First of all, we’re not so much talking about ‘certain political-economic processes’. Creating a bohemian climate, creating differentiated living environments, and bringing light, creative forms of production back to residential areas are, each and every one, must-dos in the field known as ‘urban development’. As you know, ‘urban development’ is supposed to be the natural successor to ‘urban planning’. We believe this is only true if you start by assuming a neoliberal ideology. We explain this in the Plea.

Fine, but my question was about criticism of the creative industries…

Well, you can’t simply separate this background from criticism of the complicity between the creative industries and the current neoliberal regime of creative urbanity. So, to answer your question: you must distinguish between objective and subjective complicity. We can speak of subjective complicity when a creative actor – a visual artist, a designer, an architect – consciously participates in the current use of culture as a means of ratcheting up the spectacle value of public space. Or of simulating democracy there by, say, organising participatory events when you don’t believe in them. This often happens: you hear architects say that the focus groups brought in by city governments don’t measure anything and are hardly taken into consideration during a project’s final calculations. In this case, the creative actors are endorsing the dominant definition of creativity. Or at any rate, they are failing to see its problematic character. But uncritical types like these are easy for a critic to dispense with…

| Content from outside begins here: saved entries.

//! Ledger Configuration
//!
//! Feature switches and the data directory. Values come from defaults,
//! then the process environment (a `.env` file is honoured).

use serde::{Deserialize, Serialize};
use std::path::PathBuf;

// =============================================================================
// TigerStyle Constants
// =============================================================================

/// Default data directory (tilde expanded)
pub const DATA_DIR_DEFAULT: &str = "~/.stowage";

pub const ENV_ENABLE_LOCAL_BANKS: &str = "STOWAGE_ENABLE_LOCAL_BANKS";
pub const ENV_SHOW_LOCAL_GLOBAL: &str = "STOWAGE_SHOW_LOCAL_GLOBAL";
pub const ENV_DEBUG_MODE: &str = "STOWAGE_DEBUG_MODE";
pub const ENV_DATA_DIR: &str = "STOWAGE_DATA_DIR";

// =============================================================================
// Config
// =============================================================================

#[derive(Debug, Clone, PartialEq, Eq, Serialize, Deserialize)]
#[serde(default)]
pub struct LedgerConfig {
    /// Track per-site balances and enforce withdraw limits
    pub enable_local_banks: bool,
    /// Produce local/global overlay labels
    pub show_local_global: bool,
    /// Seeding mode: keep reconciling but never deny a withdraw
    pub debug_mode: bool,
    /// Where ledger files live
    pub data_dir: PathBuf,
}

impl Default for LedgerConfig {
    fn default() -> Self {
        Self {
            enable_local_banks: true,
            show_local_global: true,
            debug_mode: false,
            data_dir: expand_dir(DATA_DIR_DEFAULT),
        }
    }
}

impl LedgerConfig {
    /// Defaults overridden by `STOWAGE_*` environment variables.
    pub fn from_env() -> Self {
        if let Err(e) = dotenvy::dotenv() {
            tracing::debug!(error = %e, "No .env file loaded");
        }

        let mut config = Self::default();
        config.apply(|key| std::env::var(key).ok());
        config
    }

    /// Override fields from a key lookup. Unparseable values are ignored.
    pub fn apply<F>(&mut self, lookup: F)
    where
        F: Fn(&str) -> Option<String>,
    {
        if let Some(value) = lookup(ENV_ENABLE_LOCAL_BANKS).and_then(|v| parse_flag(&v)) {
            self.enable_local_banks = value;
        }
        if let Some(value) = lookup(ENV_SHOW_LOCAL_GLOBAL).and_then(|v| parse_flag(&v)) {
            self.show_local_global = value;
        }
        if let Some(value) = lookup(ENV_DEBUG_MODE).and_then(|v| parse_flag(&v)) {
            self.debug_mode = value;
        }
        if let Some(dir) = lookup(ENV_DATA_DIR).filter(|s| !s.trim().is_empty()) {
            self.data_dir = expand_dir(&dir);
        }
    }

    pub fn with_data_dir(mut self, dir: &str) -> Self {
        self.data_dir = expand_dir(dir);
        self
    }
}

fn expand_dir(dir: &str) -> PathBuf {
    PathBuf::from(shellexpand::tilde(dir).to_string())
}

fn parse_flag(value: &str) -> Option<bool> {
    match value.trim().to_lowercase().as_str() {
        "1" | "true" | "yes" | "on" => Some(true),
        "0" | "false" | "no" | "off" => Some(false),
        other => {
            tracing::warn!(value = other, "Ignoring unrecognised boolean setting");
            None
        }
    }
}

// =============================================================================
// Tests
// =============================================================================

#[cfg(test)]
mod tests {
    use super::*;
    use std::collections::HashMap;

    #[test]
    fn test_defaults() {
        let config = LedgerConfig::default();
        assert!(config.enable_local_banks);
        assert!(config.show_local_global);
        assert!(!config.debug_mode);
        assert!(config.data_dir.ends_with(".stowage"));
    }

    #[test]
    fn test_apply_overrides() {
        let env: HashMap<&str, &str> = HashMap::from([
            (ENV_ENABLE_LOCAL_BANKS, "false"),
            (ENV_DEBUG_MODE, "YES"),
            (ENV_SHOW_LOCAL_GLOBAL, "maybe"),
            (ENV_DATA_DIR, "/tmp/stowage-test"),
        ]);

        let mut config = LedgerConfig::default();
        config.apply(|key| env.get(key).map(|v| v.to_string()));

        assert!(!config.enable_local_banks);
        assert!(config.debug_mode);
        assert!(config.show_local_global);
        assert_eq!(config.data_dir, PathBuf::from("/tmp/stowage-test"));
    }

    #[test]
    fn test_partial_json_uses_defaults() {
        let config: LedgerConfig = serde_json::from_str(r#"{"debug_mode": true}"#).unwrap();
        assert!(config.debug_mode);
        assert!(config.enable_local_banks);
    }
}
//! Display Helpers
//!
//! Text the host shows next to bank items and in chat. Drawing is left to
//! the host; these only build strings.

use crate::ledger::{ItemId, Quantity};
use crate::site::Site;
use chrono::{DateTime, Duration, Utc};
use std::collections::BTreeMap;

// =============================================================================
// TigerStyle Constants
// =============================================================================

/// How long a requested location breakdown stays on screen
pub const ITEM_INFO_LIFETIME_SECS: i64 = 10;

const THOUSAND: u64 = 1_000;
const MILLION: u64 = 1_000_000;
const BILLION: u64 = 1_000_000_000;

// =============================================================================
// Quantities
// =============================================================================

/// Compact stack size: `999`, `1.5K`, `2M`, `1.2B`.
pub fn format_quantity(qty: u64) -> String {
    let (scaled, unit) = if qty >= BILLION {
        (qty as f64 / BILLION as f64, "B")
    } else if qty >= MILLION {
        (qty as f64 / MILLION as f64, "M")
    } else if qty >= THOUSAND {
        (qty as f64 / THOUSAND as f64, "K")
    } else {
        return qty.to_string();
    };

    format!("{:.1}{}", scaled, unit).replace(".0", "")
}

/// `local/global` label for a bank slot, `None` when nothing is tracked.
pub fn overlay_label(local: Quantity, global: Quantity) -> Option<String> {
    if global == 0 {
        return None;
    }
    Some(format!(
        "{}/{}",
        format_quantity(u64::from(local)),
        format_quantity(u64::from(global))
    ))
}

/// `"<item> > Lumbridge: 10, Varrock west: 5"`, or `None` if no site holds any.
pub fn locations_line(item_name: &str, per_site: &BTreeMap<Site, Quantity>) -> Option<String> {
    let parts: Vec<String> = per_site
        .iter()
        .filter(|(_, qty)| **qty > 0)
        .map(|(site, qty)| format!("{}: {}", site.display_name(), qty))
        .collect();

    if parts.is_empty() {
        return None;
    }
    Some(format!("{} > {}", item_name, parts.join(", ")))
}

// =============================================================================
// Item Location Info
// =============================================================================

/// A short-lived per-site breakdown for one item.
#[derive(Debug, Clone, PartialEq)]
pub struct ItemLocationInfo {
    pub item: ItemId,
    pub name: String,
    pub per_site: BTreeMap<Site, Quantity>,
    pub created_at: DateTime<Utc>,
}

impl ItemLocationInfo {
    /// Returns `None` when no site holds a positive quantity.
    pub fn new(
        item: ItemId,
        name: String,
        per_site: BTreeMap<Site, Quantity>,
        created_at: DateTime<Utc>,
    ) -> Option<Self> {
        let per_site: BTreeMap<Site, Quantity> =
            per_site.into_iter().filter(|(_, qty)| *qty > 0).collect();
        if per_site.is_empty() {
            return None;
        }
        Some(Self {
            item,
            name,
            per_site,
            created_at,
        })
    }

    pub fn is_expired(&self, now: DateTime<Utc>) -> bool {
        now - self.created_at > Duration::seconds(ITEM_INFO_LIFETIME_SECS)
    }

    pub fn summary(&self) -> Option<String> {
        locations_line(&self.name, &self.per_site)
    }
}

// =============================================================================
// Tests
// =============================================================================
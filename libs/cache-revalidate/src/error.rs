//! Error types for revalidation operations

use thiserror::Error;

/// Revalidation event errors
#[derive(Error, Debug)]
pub enum RevalidateError {
    /// Redis connection or operation error
    #[error("Redis error: {0}")]
    Redis(#[from] redis::RedisError),

    /// Message serialization/deserialization error
    #[error("Serialization error: {0}")]
    Serialization(#[from] serde_json::Error),

    /// Invalid message format received
    #[error("Invalid message format: {0}")]
    InvalidMessage(String),

    /// Configuration error
    #[error("Configuration error: {0}")]
    Configuration(String),
}

#[cfg(test)]
mod tests {
    use super::*;

    #[test]
    fn test_error_display() {
        let err = RevalidateError::InvalidMessage("bad payload".to_string());
        assert_eq!(err.to_string(), "Invalid message format: bad payload");

        let err = RevalidateError::Configuration("missing channel".to_string());
        assert_eq!(err.to_string(), "Configuration error: missing channel");
    }

    #[test]
    fn test_error_from_serde() {
        let json_err = serde_json::from_str::<String>("not json").unwrap_err();
        let err: RevalidateError = json_err.into();
        assert!(matches!(err, RevalidateError::Serialization(_)));
    }
}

But what about the group that consciously opposes such uncomfortably uncritical cooptation? When we talk about the creative industries, we’re also talking about people who put their professional activities in the service of society in a very engaged way. They are the model of concerned citizens.

This is a much more difficult category to criticise. We definitely believe that many people in the creative industries are doing their jobs with the best intentions in the world – and thank goodness. In the many reactions we received to the ‘Plea for an Uncreative City’, one category stuck out. Specifically, it was the group that wholeheartedly approved of our criticism of the neoliberal misuse of creativity on the one hand, and on the other made clear that their own participation in these policies did not conflict with their own assumptions. After first expressing their unhappiness with the current ‘neoliberalisation’ of creativity in no uncertain terms, they proceeded to give an account of their own furious battle with these powers. One emphasised that he had received no subsidies for his contributions. Another argued that their progressive initiative was mainly a thorn in the side of governments and project developers and gave an account of the heroic battle they had fought to realise their plans as well as possible. Still others were proud of the way in which they had opportunistically secured government subsidies: if you stay good friends with the city council on the official level, on the substantial level you can keep doing your own thing.

Heartwarming, isn’t it?

It is here that our notion of objective complicity is relevant. We argue that the absence of a relationship with government – or the presence of a negative relationship – does not mean that the cultural forces in question are not objectively complicit in the creative-city regime. By this we mean that, however much resistance an alternative cultural initiative might have encountered, it doesn’t take away from the fact that it functions very well within the urban economy as proof of the city’s high creative factor. In spite of themselves, many alternative cultural projects are communicating to the outside world that the city possesses a happening urban subculture – which is precisely what the city managers would like to see happen in their attempt to attract investors and highly qualified workers. Creating a bohemian climate has everything to do with conscious, concerned citizens who go their own way and don’t allow themselves to be slotted into the system just like that. This is objective complicity: even if as a creative actor you are ignored by the government or market, you have no ambition whatsoever to work with them, and your only link with them is a meagre subsidy that you’re opportunistically using for a progressive goal… your creative activity can still fit perfectly into their urban development strategy.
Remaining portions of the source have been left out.